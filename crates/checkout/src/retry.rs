//! Retry with exponential backoff for post-commit side effects.

use std::future::Future;
use std::time::Duration;

use crate::error::ServiceError;

/// Backoff settings for retried collaborator calls.
#[derive(Debug, Clone, PartialEq)]
pub struct RetryConfig {
    /// Total attempts including the first one. Never less than 1.
    pub max_attempts: u32,
    /// Delay before the first retry.
    pub base_delay: Duration,
    /// Upper bound for any single delay.
    pub max_delay: Duration,
    /// Factor applied to the delay after each retry.
    pub backoff_multiplier: f64,
}

impl Default for RetryConfig {
    fn default() -> Self {
        Self {
            max_attempts: 3,
            base_delay: Duration::from_millis(100),
            max_delay: Duration::from_secs(5),
            backoff_multiplier: 2.0,
        }
    }
}

impl RetryConfig {
    /// A policy that makes a single attempt.
    pub fn no_retry() -> Self {
        Self {
            max_attempts: 1,
            ..Self::default()
        }
    }

    /// Delay to wait after the given failed attempt (1-based).
    pub fn delay_for(&self, attempt: u32) -> Duration {
        let exponent = attempt.saturating_sub(1).min(31) as i32;
        let scaled = self.base_delay.as_secs_f64() * self.backoff_multiplier.powi(exponent);
        if !scaled.is_finite() || scaled >= self.max_delay.as_secs_f64() {
            self.max_delay
        } else {
            Duration::from_secs_f64(scaled.max(0.0))
        }
    }

    /// Runs `op` until it succeeds, fails permanently, or the attempt budget
    /// is spent. Only transient errors are retried.
    ///
    /// Returns the final result together with the number of attempts made.
    pub async fn run<T, F, Fut>(&self, mut op: F) -> (Result<T, ServiceError>, u32)
    where
        F: FnMut() -> Fut,
        Fut: Future<Output = Result<T, ServiceError>>,
    {
        let max_attempts = self.max_attempts.max(1);
        let mut attempt = 0;

        loop {
            attempt += 1;
            match op().await {
                Ok(value) => return (Ok(value), attempt),
                Err(e) if e.is_transient() && attempt < max_attempts => {
                    let delay = self.delay_for(attempt);
                    tracing::warn!(
                        attempt,
                        max_attempts,
                        delay_ms = delay.as_millis() as u64,
                        error = %e,
                        "transient failure, retrying"
                    );
                    metrics::counter!("fulfillment_retries_total").increment(1);
                    tokio::time::sleep(delay).await;
                }
                Err(e) => return (Err(e), attempt),
            }
        }
    }
}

+-------+

» Exercise requirements
Line by line, retype all of the records exactly.

» Response box
filename crates/checkout/src/retry.rs
//! Retry with exponential backoff for post-commit side effects.

use std::future::Future;
use std::time::Duration;

use crate::error::ServiceError;

/// Backoff settings for retried collaborator calls.
#[derive(Debug, Clone, PartialEq)]
pub struct RetryConfig {
    /// Total attempts including the first one. Never less than 1.
    pub max_attempts: u32,
    /// Delay before the first retry.
    pub base_delay: Duration,
    /// Upper bound for any single delay.
    pub max_delay: Duration,
    /// Factor applied to the delay after each retry.
    pub backoff_multiplier: f64,
}

impl Default for RetryConfig {
    fn default() -> Self {
        Self {
            max_attempts: 3,
            base_delay: Duration::from_millis(100),
            max_delay: Duration::from_secs(5),
            backoff_multiplier: 2.0,
        }
    }
}

impl RetryConfig {
    /// A policy that makes a single attempt.
    pub fn no_retry() -> Self {
        Self {
            max_attempts: 1,
            ..Self::default()
        }
    }

    /// Delay to wait after the given failed attempt (1-based).
    pub fn delay_for(&self, attempt: u32) -> Duration {
        let exponent = attempt.saturating_sub(1).min(31) as i32;
        let scaled = self.base_delay.as_secs_f64() * self.backoff_multiplier.powi(exponent);
        if !scaled.is_finite() || scaled >= self.max_delay.as_secs_f64() {
            self.max_delay
        } else {
            Duration::from_secs_f64(scaled.max(0.0))
        }
    }

    /// Runs `op` until it succeeds, fails permanently, or the attempt budget
    /// is spent. Only transient errors are retried.
    ///
    /// Returns the final result together with the number of attempts made.
    pub async fn run<T, F, Fut>(&self, mut op: F) -> (Result<T, ServiceError>, u32)
    where
        F: FnMut() -> Fut,
        Fut: Future<Output = Result<T, ServiceError>>,
    {
        let max_attempts = self.max_attempts.max(1);
        let mut attempt = 0;

        loop {
            attempt += 1;
            match op().await {
                Ok(value) => return (Ok(value), attempt),
                Err(e) if e.is_transient() && attempt < max_attempts => {
                    let delay = self.delay_for(attempt);
                    tracing::warn!(
                        attempt,
                        max_attempts,
                        delay_ms = delay.as_millis() as u64,
                        error = %e,
                        "transient failure, retrying"
                    );
                    metrics::counter!("fulfillment_retries_total").increment(1);
                    tokio::time::sleep(delay).await;
                }
                Err(e) => return (Err(e), attempt),
            }
        }
    }
}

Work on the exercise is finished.